With Kenshin, it's a bit of an affectation, but not too much of a stretch; it's wholly inappropriate and weird for Kaede. She does the whole package, too - referring to herself as "sessha" is from the same speech pattern.
It's tough to guesstimate power among the classmates - there's not a lot of head-to-head confrontation involved. Ku Fei and Mana have a match in the tournament, which Ku Fei wins by a hair... but Mana damn near killed her, even armed with nothing but a few rolls of coins, so a real encounter would have gone the other way. (Tourney rules prohibited guns.) ;p
Kaede wasn't in the tourney, but Kotaro was... and Kaede is far enough above Kotaro that she can take him down without breaking a sweat. (Possible beneficiary of chivalry on his part, but still.) That puts Kaede at least as good as Ku Fei, though maybe not as good as Mana full out.

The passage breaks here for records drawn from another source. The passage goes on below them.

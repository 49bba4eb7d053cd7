use crate::fs::write_atomic;
use crate::service::ServiceEntry;
use std::fmt::Write;
use std::io;
use std::path::{Path, PathBuf};
use tokio::fs;

/// Tag carried by every line vipd owns in the resolution file.
pub const MANAGED_MARKER: &str = "# __vipd_managed";

/// The managed lines of a hosts-style resolution file.
///
/// Lines carrying [`MANAGED_MARKER`] belong to vipd and are regenerated on every
/// rewrite. Everything else is left byte-for-byte as found, in order.
#[derive(Debug, Clone)]
pub struct ResolutionFile {
    path: PathBuf,
}

impl ResolutionFile {
    pub const fn with_path(path: PathBuf) -> Self {
        Self { path }
    }

    pub fn path(&self) -> &Path {
        &self.path
    }

    /// Reads the file. A missing file reads as empty.
    pub async fn read(&self) -> io::Result<String> {
        match fs::read_to_string(&self.path).await {
            Ok(content) => Ok(content),
            Err(e) if e.kind() == io::ErrorKind::NotFound => Ok(String::new()),
            Err(e) => Err(e),
        }
    }

    /// Computes the new file contents.
    ///
    /// Managed lines are dropped from `current_content`; when `include` is set,
    /// one line per entry is appended, ordered by service name.
    pub fn update_content(
        &self,
        current_content: &str,
        entries: &[ServiceEntry],
        include: bool,
    ) -> String {
        let mut output = String::with_capacity(current_content.len());
        for line in current_content.split_inclusive('\n') {
            if !line.contains(MANAGED_MARKER) {
                output.push_str(line);
            }
        }

        if !include || entries.is_empty() {
            return output;
        }

        if !output.is_empty() && !output.ends_with('\n') {
            output.push('\n');
        }

        let mut sorted: Vec<&ServiceEntry> = entries.iter().collect();
        sorted.sort_by(|a, b| a.name.cmp(&b.name));
        for entry in sorted {
            let _ = writeln!(
                output,
                "{} {} {MANAGED_MARKER}",
                entry.virtual_address,
                entry.hostname()
            );
        }
        output
    }

    /// Rewrites the file in place through a temporary sibling and a rename.
    pub async fn rewrite(&self, entries: &[ServiceEntry], include: bool) -> io::Result<()> {
        let current = self.read().await?;
        let updated = self.update_content(&current, entries, include);
        write_atomic(&self.path, updated.as_bytes()).await?;
        tracing::debug!(
            "Rewrote {} with {} managed entries",
            self.path.display(),
            if include { entries.len() } else { 0 }
        );
        Ok(())
    }
}

#[cfg(test)]
mod tests {
    use super::*;
    use proptest::prelude::*;
    use std::net::Ipv4Addr;

    fn entry(name: &str, last_octet: u8) -> ServiceEntry {
        ServiceEntry {
            name: name.to_string(),
            backend_address: Ipv4Addr::LOCALHOST,
            backend_port: 8080,
            virtual_address: Ipv4Addr::new(172, 22, 0, last_octet),
            virtual_port: 80,
        }
    }

    #[test]
    fn test_append_managed_lines() {
        let hosts = ResolutionFile::with_path(PathBuf::from("/tmp/hosts"));
        let content = "127.0.0.1 localhost\n";
        let entries = vec![entry("web", 1), entry("api", 2)];

        let new_content = hosts.update_content(content, &entries, true);

        assert_eq!(
            new_content,
            "127.0.0.1 localhost\n\
             172.22.0.2 api.svc # __vipd_managed\n\
             172.22.0.1 web.svc # __vipd_managed\n"
        );
    }

    #[test]
    fn test_replace_existing_lines() {
        let hosts = ResolutionFile::with_path(PathBuf::from("/tmp/hosts"));
        let content = "127.0.0.1 localhost\n\
                       172.22.0.9 old.svc # __vipd_managed\n\
                       ::1 localhost\n";

        let new_content = hosts.update_content(content, &[entry("new", 3)], true);

        assert!(new_content.contains("172.22.0.3 new.svc # __vipd_managed"));
        assert!(!new_content.contains("old.svc"));
        assert!(new_content.starts_with("127.0.0.1 localhost\n::1 localhost\n"));
        assert_eq!(new_content.matches(MANAGED_MARKER).count(), 1);
    }

    #[test]
    fn test_strip_managed_lines() {
        let hosts = ResolutionFile::with_path(PathBuf::from("/tmp/hosts"));
        let content = "127.0.0.1 localhost\n\
                       172.22.0.1 web.svc # __vipd_managed\n";

        let new_content = hosts.update_content(content, &[entry("web", 1)], false);

        assert_eq!(new_content, "127.0.0.1 localhost\n");
    }

    #[test]
    fn test_missing_trailing_newline() {
        let hosts = ResolutionFile::with_path(PathBuf::from("/tmp/hosts"));

        let new_content = hosts.update_content("127.0.0.1 localhost", &[entry("web", 1)], true);

        assert_eq!(
            new_content,
            "127.0.0.1 localhost\n172.22.0.1 web.svc # __vipd_managed\n"
        );
        // Nothing to append, nothing touched.
        assert_eq!(
            hosts.update_content("127.0.0.1 localhost", &[], true),
            "127.0.0.1 localhost"
        );
    }

    #[tokio::test]
    async fn test_rewrite_file() {
        let dir = tempfile::tempdir().unwrap();
        let path = dir.path().join("hosts");
        std::fs::write(&path, "# static\r\n10.0.0.1 db\r\n").unwrap();
        let hosts = ResolutionFile::with_path(path.clone());

        hosts.rewrite(&[entry("web", 1)], true).await.unwrap();
        let first = std::fs::read_to_string(&path).unwrap();
        hosts.rewrite(&[entry("web", 1)], true).await.unwrap();
        let second = std::fs::read_to_string(&path).unwrap();

        assert_eq!(first, second);
        assert!(first.starts_with("# static\r\n10.0.0.1 db\r\n"));

        hosts.rewrite(&[entry("web", 1)], false).await.unwrap();
        assert_eq!(
            std::fs::read_to_string(&path).unwrap(),
            "# static\r\n10.0.0.1 db\r\n"
        );
    }

    #[tokio::test]
    async fn test_rewrite_creates_missing_file() {
        let dir = tempfile::tempdir().unwrap();
        let path = dir.path().join("hosts");
        let hosts = ResolutionFile::with_path(path.clone());

        hosts.rewrite(&[entry("web", 1)], true).await.unwrap();

        assert_eq!(
            std::fs::read_to_string(&path).unwrap(),
            "172.22.0.1 web.svc # __vipd_managed\n"
        );
    }

    fn unmanaged_line() -> impl Strategy<Value = String> {
        "[a-z0-9 .:#\t]{0,30}".prop_filter("managed marker", |l| !l.contains(MANAGED_MARKER))
    }

    proptest! {
        #[test]
        fn unmanaged_lines_survive_in_order(lines in proptest::collection::vec(unmanaged_line(), 0..12)) {
            let hosts = ResolutionFile::with_path(PathBuf::from("/tmp/hosts"));
            let content: String = lines.iter().map(|l| format!("{l}\n")).collect();
            let entries = vec![entry("web", 1), entry("db", 7)];

            let once = hosts.update_content(&content, &entries, true);
            let twice = hosts.update_content(&once, &entries, true);

            prop_assert_eq!(&once, &twice);
            prop_assert!(once.starts_with(&content));
            prop_assert_eq!(hosts.update_content(&once, &entries, false), content);
        }
    }
}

Chao isn't as good as the others, if we're talking physical power, skill, or talent. She just cheats like mad.
She's the antagonist of the tournament arc of the manga, and literally takes on the class (minus Eva), the faculty, and the entire student body. Would have won, too, if taking down Negi didn't present a kill-your-grandfather problem for her...
Posted by: Avatar_exADV at April 01, 2009 09:23 PM (vGfoR)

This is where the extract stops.